Financial Highlights
Bioventus expects the transaction to add nearly $80 million of the calendar year 2021 revenue and provide an incremental 100 basis points to Bioventus’ long-term average annual revenue growth rate before factoring in any potential revenue synergies.
Bioventus also expects the combination to generate $20 million of annual pre-tax cost synergies by the end of the second full year following the completion of the transaction. Cost synergy opportunities include public company expenses, overlapping support, and systems costs, and infrastructure expenses.
Bioventus anticipates that the transaction will be accretive to its adjusted EBITDA in the first full year after completion of the transaction and accretive to its adjusted EBITDA margins by the second full year after completion of the transaction.
Structure and Financing
The transaction has been structured in a manner designed to be a tax-free reorganization for U.S. federal income tax purposes. The combined company will retain Bioventus’ headquarters in Durham, NC.
Bioventus expects to fund the cash portion of the acquisition with cash on hand and through a fully committed financing provided by Wells Fargo. Pro forma for the combination, Bioventus estimates its year-end 2021 net leverage ratio to be approximately 3.6x before factoring in the benefit of any synergies. Bioventus anticipates significant deleveraging in 2022 and beyond.
Governance
Stavros Vizirgianakis, Chief Executive Officer of Misonix and a member of its Board of Directors, and Patrick Beyer, a member of Misonix’s Board of Directors, will be added as members of the Bioventus Board of Directors at the closing of the transaction.
Approvals
The transaction is subject to regulatory approvals, Bioventus stockholder approval, Misonix stockholder approval, and other customary closing conditions.

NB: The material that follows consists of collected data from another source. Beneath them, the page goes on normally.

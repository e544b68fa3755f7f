// src/sink/tabs.rs

//! Tab registry: an id-keyed arena of tabs plus a separate display order.
//!
//! Every lookup goes through [`TabId`]. The `order` vector only describes
//! where a tab is shown; moving or closing tabs never changes which sink a
//! given id refers to, nor which job is bound to it.

use std::collections::HashMap;

use thiserror::Error;
use tracing::debug;

use crate::config::ScriptDescriptor;
use crate::sink::{CONSOLE_TITLE, LogSink, SCRATCHPAD_TITLE};
use crate::types::{JobId, TabId, TabReusePolicy};

#[derive(Debug, Clone, PartialEq, Eq)]
pub enum TabKind {
    Console,
    Scratchpad,
    Script { path: String },
}

impl TabKind {
    pub fn is_permanent(&self) -> bool {
        matches!(self, TabKind::Console | TabKind::Scratchpad)
    }
}

#[derive(Debug, Clone)]
pub struct Tab {
    pub id: TabId,
    pub title: String,
    pub kind: TabKind,
    pub sink: LogSink,
    /// The job currently writing into this tab, if any.
    live_job: Option<JobId>,
}

impl Tab {
    pub fn live_job(&self) -> Option<JobId> {
        self.live_job
    }

    /// True for script tabs whose last run has reached a terminal state.
    pub fn is_finished(&self) -> bool {
        !self.kind.is_permanent() && self.live_job.is_none() && self.sink.status().is_terminal()
    }
}

#[derive(Debug, Error, PartialEq, Eq)]
pub enum TabError {
    #[error("no tab {0}")]
    NotFound(TabId),
    #[error("tab {0} is permanent and cannot be closed")]
    Permanent(TabId),
    #[error("tab {tab} is still in use by job {job}")]
    Busy { tab: TabId, job: JobId },
}

/// Result of binding a job to a tab.
#[derive(Debug, Clone, Copy, PartialEq, Eq)]
pub struct TabBinding {
    pub tab: TabId,
    /// True when an earlier, finished tab of the same script was reused.
    pub reused: bool,
}

#[derive(Debug)]
pub struct TabRegistry {
    tabs: HashMap<TabId, Tab>,
    order: Vec<TabId>,
    next_id: u64,
    console: TabId,
    scratchpad: TabId,
}

impl TabRegistry {
    /// A registry holding the permanent Console and Scratchpad tabs.
    pub fn new() -> Self {
        let mut registry = Self {
            tabs: HashMap::new(),
            order: Vec::new(),
            next_id: 0,
            console: TabId(0),
            scratchpad: TabId(0),
        };
        registry.console =
            registry.insert(CONSOLE_TITLE.to_string(), TabKind::Console, LogSink::new());
        registry.scratchpad =
            registry.insert(SCRATCHPAD_TITLE.to_string(), TabKind::Scratchpad, LogSink::editable());
        registry
    }

    pub fn console_id(&self) -> TabId {
        self.console
    }

    pub fn scratchpad_id(&self) -> TabId {
        self.scratchpad
    }

    pub fn len(&self) -> usize {
        self.order.len()
    }

    pub fn is_empty(&self) -> bool {
        self.order.is_empty()
    }

    pub fn get(&self, id: TabId) -> Option<&Tab> {
        self.tabs.get(&id)
    }

    pub fn get_mut(&mut self, id: TabId) -> Option<&mut Tab> {
        self.tabs.get_mut(&id)
    }

    /// Current display position of a tab.
    pub fn position(&self, id: TabId) -> Option<usize> {
        self.order.iter().position(|t| *t == id)
    }

    /// Tabs in display order.
    pub fn ordered(&self) -> impl Iterator<Item = &Tab> {
        self.order.iter().filter_map(|id| self.tabs.get(id))
    }

    /// Find or create the tab a new job of `script` will write into, and bind
    /// the job to it.
    ///
    /// With [`TabReusePolicy::Reuse`], the first finished tab of the same
    /// script (in display order) is reused. A tab bound to a live job is
    /// never reused, so at most one job writes into any tab.
    pub fn open_for_job(
        &mut self,
        script: &ScriptDescriptor,
        job: JobId,
        policy: TabReusePolicy,
    ) -> TabBinding {
        let reusable = match policy {
            TabReusePolicy::Reuse => self
                .ordered()
                .find(|t| {
                    t.is_finished()
                        && matches!(&t.kind, TabKind::Script { path } if *path == script.path)
                })
                .map(|t| t.id),
            TabReusePolicy::New => None,
        };

        let (id, reused) = match reusable {
            Some(id) => (id, true),
            None => {
                let kind = TabKind::Script {
                    path: script.path.clone(),
                };
                (self.insert(script.label.clone(), kind, LogSink::new()), false)
            }
        };

        if let Some(tab) = self.tabs.get_mut(&id) {
            tab.live_job = Some(job);
            tab.sink.reopen();
        }
        debug!(tab = %id, job = %job, reused, "bound job to tab");

        TabBinding { tab: id, reused }
    }

    /// Unbind `job` from `tab`. Does nothing if another job (or none) is bound.
    pub fn release(&mut self, tab: TabId, job: JobId) -> bool {
        match self.tabs.get_mut(&tab) {
            Some(t) if t.live_job == Some(job) => {
                t.live_job = None;
                true
            }
            _ => false,
        }
    }

    /// Close a script tab that no live job is writing into.
    pub fn close(&mut self, id: TabId) -> Result<Tab, TabError> {
        let tab = self.tabs.get(&id).ok_or(TabError::NotFound(id))?;
        if tab.kind.is_permanent() {
            return Err(TabError::Permanent(id));
        }
        if let Some(job) = tab.live_job {
            return Err(TabError::Busy { tab: id, job });
        }

        self.order.retain(|t| *t != id);
        self.tabs.remove(&id).ok_or(TabError::NotFound(id))
    }

    /// Close every script tab whose run has finished. Returns the closed tabs
    /// in their former display order.
    pub fn close_finished(&mut self) -> Vec<Tab> {
        let finished: Vec<TabId> = self
            .ordered()
            .filter(|t| t.is_finished())
            .map(|t| t.id)
            .collect();

        finished
            .into_iter()
            .filter_map(|id| self.close(id).ok())
            .collect()
    }

    /// Move a tab to `index` in the display order (clamped to the end).
    /// Returns the position the tab ended up at.
    pub fn move_to(&mut self, id: TabId, index: usize) -> Result<usize, TabError> {
        let from = self.position(id).ok_or(TabError::NotFound(id))?;
        self.order.remove(from);
        let to = index.min(self.order.len());
        self.order.insert(to, id);
        Ok(to)
    }

    fn insert(&mut self, title: String, kind: TabKind, sink: LogSink) -> TabId {
        let id = TabId(self.next_id);
        self.next_id += 1;
        self.tabs.insert(
            id,
            Tab {
                id,
                title,
                kind,
                sink,
                live_job: None,
            },
        );
        self.order.push(id);
        id
    }
}

impl Default for TabRegistry {
    fn default() -> Self {
        Self::new()
    }
}

#[cfg(test)]
mod tests {
    use super::*;
    use crate::engine::ExitOutcome;
    use crate::sink::SinkStatus;

    fn script(path: &str) -> ScriptDescriptor {
        ScriptDescriptor {
            label: path.to_uppercase(),
            path: path.to_string(),
            needs_sudo: false,
            tags: Default::default(),
            description: String::new(),
        }
    }

    fn finish(reg: &mut TabRegistry, tab: TabId, job: JobId) {
        reg.release(tab, job);
        reg.get_mut(tab)
            .unwrap()
            .sink
            .finish(SinkStatus::Finished(ExitOutcome::Code(0)));
    }

    #[test]
    fn starts_with_permanent_tabs_that_cannot_be_closed() {
        let mut reg = TabRegistry::new();
        assert_eq!(reg.len(), 2);
        let console = reg.console_id();
        assert!(matches!(reg.close(console), Err(TabError::Permanent(id)) if id == console));
    }

    #[test]
    fn finished_tab_is_reused_but_live_tab_is_not() {
        let mut reg = TabRegistry::new();
        let a = script("a.sh");

        let first = reg.open_for_job(&a, JobId(1), TabReusePolicy::Reuse);
        assert!(!first.reused);

        // Still live: a second job must get its own tab.
        let second = reg.open_for_job(&a, JobId(2), TabReusePolicy::Reuse);
        assert_ne!(first.tab, second.tab);

        finish(&mut reg, first.tab, JobId(1));
        let third = reg.open_for_job(&a, JobId(3), TabReusePolicy::Reuse);
        assert_eq!(third, TabBinding { tab: first.tab, reused: true });
        assert_eq!(reg.get(first.tab).unwrap().live_job(), Some(JobId(3)));
    }

    #[test]
    fn new_policy_never_reuses() {
        let mut reg = TabRegistry::new();
        let a = script("a.sh");
        let first = reg.open_for_job(&a, JobId(1), TabReusePolicy::New);
        finish(&mut reg, first.tab, JobId(1));
        let second = reg.open_for_job(&a, JobId(2), TabReusePolicy::New);
        assert_ne!(first.tab, second.tab);
    }

    #[test]
    fn busy_tab_cannot_be_closed() {
        let mut reg = TabRegistry::new();
        let binding = reg.open_for_job(&script("a.sh"), JobId(7), TabReusePolicy::Reuse);
        assert_eq!(
            reg.close(binding.tab).unwrap_err(),
            TabError::Busy { tab: binding.tab, job: JobId(7) }
        );
    }

    #[test]
    fn stale_release_does_not_unbind_newer_job() {
        let mut reg = TabRegistry::new();
        let a = script("a.sh");
        let b = reg.open_for_job(&a, JobId(1), TabReusePolicy::Reuse);
        finish(&mut reg, b.tab, JobId(1));
        reg.open_for_job(&a, JobId(2), TabReusePolicy::Reuse);

        assert!(!reg.release(b.tab, JobId(1)));
        assert_eq!(reg.get(b.tab).unwrap().live_job(), Some(JobId(2)));
    }

    #[test]
    fn move_clamps_to_end() {
        let mut reg = TabRegistry::new();
        let console = reg.console_id();
        assert_eq!(reg.move_to(console, 99), Ok(1));
        assert_eq!(
            reg.ordered().map(|t| t.id).collect::<Vec<_>>(),
            vec![reg.scratchpad_id(), console]
        );
    }
}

It is expected to close in the fourth quarter of 2021.
As a part of the transaction, certain Bioventus stockholders—Smith & Nephew, EW Healthcare Partners and Ampersand Capital, which in total represent a majority of the overall shareholder base—have evidenced their support by entering into agreements to vote in favor of the transaction.
Certain Misonix stockholders—Stavros Vizirgianakis, SV Health Investors, and 1315 Capital—have also evidenced their support by entering into agreements to vote in favor of the transaction.
Bioventus Second Quarter 2021 Revenue Results Update
This afternoon, Bioventus separately pre-announced preliminary revenue results for the second quarter of 2021. Full financial results for the second quarter will be released after the market closes on August 10, 2021, followed by Bioventus’ previously scheduled earnings call at 5:00 pm ET that same day.
Misonix Fourth Quarter and Full-Year Revenue Results for Fiscal 2021
This afternoon, Misonix separately pre-announced preliminary revenue results for the fourth quarter and full year of fiscal 2021. Full financial results for the fourth quarter and full year of fiscal 2021 will be released during Misonix’s earnings call on a date to be determined.
Advisors
Perella Weinberg Partners LP acted as lead financial advisor to Bioventus. Morgan Stanley acted as financial advisor to Bioventus. Latham & Watkins LLP provided legal counsel to Bioventus. J.P. Morgan Securities LLC served as exclusive financial advisor to Misonix. Jones Day served as legal advisor to Misonix.